Sorso, al Tar il caso Ufficio tributi

Sullo scontro per l’esternalizzazione dei servizi deciderà il Tribunale amministrativo della Sardegna

SORSO. Si sposta in tribunale il caso sull’esternalizzazione dei servizi dell’ufficio Tributi di Sorso. Dopo la presa di posizione dell’Associazione nazionale aziende concessionarie servizi entrate enti locali (Anacap) e la difesa del Comune e della ditta Kibernetes, ora è entrata in scena anche la Step Srl di Sorso, che ha deciso di impugnare l’atto di affidamento davanti al Tar. L’udienza per la sospensiva si celebrerà mercoledì 9. Nel frattempo in Comune hanno scoperto un mega refuso negli atti di gara.

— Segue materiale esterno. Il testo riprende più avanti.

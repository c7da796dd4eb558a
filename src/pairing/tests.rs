use super::*;

#[test]
fn test_token_shape() {
    let session = PairingSession::new();
    assert_eq!(session.token().len(), TOKEN_LENGTH);
    assert!(session
        .token()
        .bytes()
        .all(|b| TOKEN_ALPHABET.contains(&b)));
}

#[test]
fn test_fresh_session_is_active() {
    let session = PairingSession::new();
    assert_eq!(session.status(), PairingStatus::Active);
    assert!(!session.is_expired());
    assert!(session.seconds_remaining() <= DEFAULT_TTL.as_secs());
}

#[test]
fn test_zero_ttl_expires_immediately() {
    let session = PairingSession::with_ttl(Duration::ZERO);
    assert!(session.is_expired());
    assert_eq!(session.status(), PairingStatus::Expired);
    assert_eq!(session.seconds_remaining(), 0);
}

#[test]
fn test_refresh_issues_new_token_and_restarts_countdown() {
    let mut session = PairingSession::with_ttl(Duration::ZERO);
    let old = session.token().to_string();
    assert!(session.is_expired());

    session.ttl = Duration::from_secs(60);
    session.refresh();

    assert_ne!(session.token(), old);
    assert!(!session.is_expired());
}

#[test]
fn test_qr_payload_embeds_token() {
    let session = PairingSession::new();
    let payload = session.qr_payload();
    assert!(payload.starts_with("chatfront-session:"));
    assert!(payload.ends_with(session.token()));
}

#[test]
fn test_tokens_are_unpredictable_enough() {
    // Two consecutive tokens colliding would be a 1 in 32^16 event.
    let a = PairingSession::new();
    let b = PairingSession::new();
    assert_ne!(a.token(), b.token());
}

Snobbati. La ditta sorsense in realtà aveva già fatto capolino nella vicenda. Nei frangenti in cui l’Anacap aveva presentato l’esposto, infatti, la Step (il cui amministratore è Salvatore Foddai) ha inviato una lettera al Comune nella quale ha contestato l’affidamento minacciando di adire alle vie legali. Inoltre, nella stessa nota la Step ha ricordato all’ente di aver manifestato in più occasioni la disponibilità a svolgere servizi sui tributi ma che nonostante questo non è stata invitata a concorrere alla procedura.

Il ricorso. Vedendo che il Comune tirava dritto per la sua strada, la Step ha attivato i propri legali per portare la partita davanti al Giudice amministrativo. Il ricorso, notificato nelle scorse settimane alle parti interessate, verte sostanzialmente sulle obiezioni sollevate dell’Anacap nell’immediatezza dell’affidamento dell’appalto: mancata rotazione, carenza di requisiti della ditta, superamento soglie di gara a causa della previsione di corrispettivi variabili. Tutte accuse già respinte al mittente – in toto e pubblicamente – sia dall’amministrazione comunale sia dalla Kibernetes.

L’udienza. Il ricorso della Step prevede, come accade spesso in queste situazioni, una richiesta di sospensiva, cioè il congelamento dell’appalto. La camera di consiglio della seconda sezione del Tar è fissata: i magistrati Francesco Scano (presidente), Marco Lensi e Gianluca Rovelli si dovrebbero pronunciare a breve.

Il refuso. Nei giorni scorsi la commissione Bilancio, riunita prima dell’ultima seduta del consiglio comunale, è emerso un dettaglio interessante che potrebbe cambiare le carte in tavola. La dirigente del settore finanziario, Nicolina Cattari, parlando della questione dell’affidamento – il punto era inserito all’odg del parlamentino guidato dal consigliere Simone Razzu – ha spiegato ai commissari che in pratica c’è stato un errore materiale nella determinazione. In particolare nelle premesse, dove si parla degli aggi da riconoscere alla Kibernetes. Si tratta di un paio di paragrafi che, secondo l’amministrazione, non valgono nulla perché non sono riportati nel dispositivo dell’atto. E quindi, a quel punto, l’importo dell’appalto sarebbe fisso e non variabile e sarebbe rispettata la soglia comunitaria.

Vecchie ruggini. L’impugnazione di questo appalto è soltanto l’ultima di una serie di tensioni sfociate tra la Step e il Comune. La società sorsense, infatti, è da circa due anni che insegue l’amministrazione comunale per ottenere il pagamento di lavori svolti in passato. Si tratta di cinque fatture risalenti al mese di marzo del 2018 che ammontano a oltre 13mila euro – mai pagate dal Comune e nemmeno contestate – per l’attività di verifica e controllo sulle liquidazioni e accertamenti Ici di vari periodi di imposta. Un lavoro per il quale il contratto tra Comune e ditta prevedeva naturalmente un corrispettivo, un aggio, che la Step non è riuscita a incassare nonostante i solleciti. A un certo punto la ditta sorsense si è dovuta rivolgere al tribunale, dove ha avuto ragione con un decreto ingiuntivo datato 17 ottobre 2020. Ma il Comune continua prende tempo.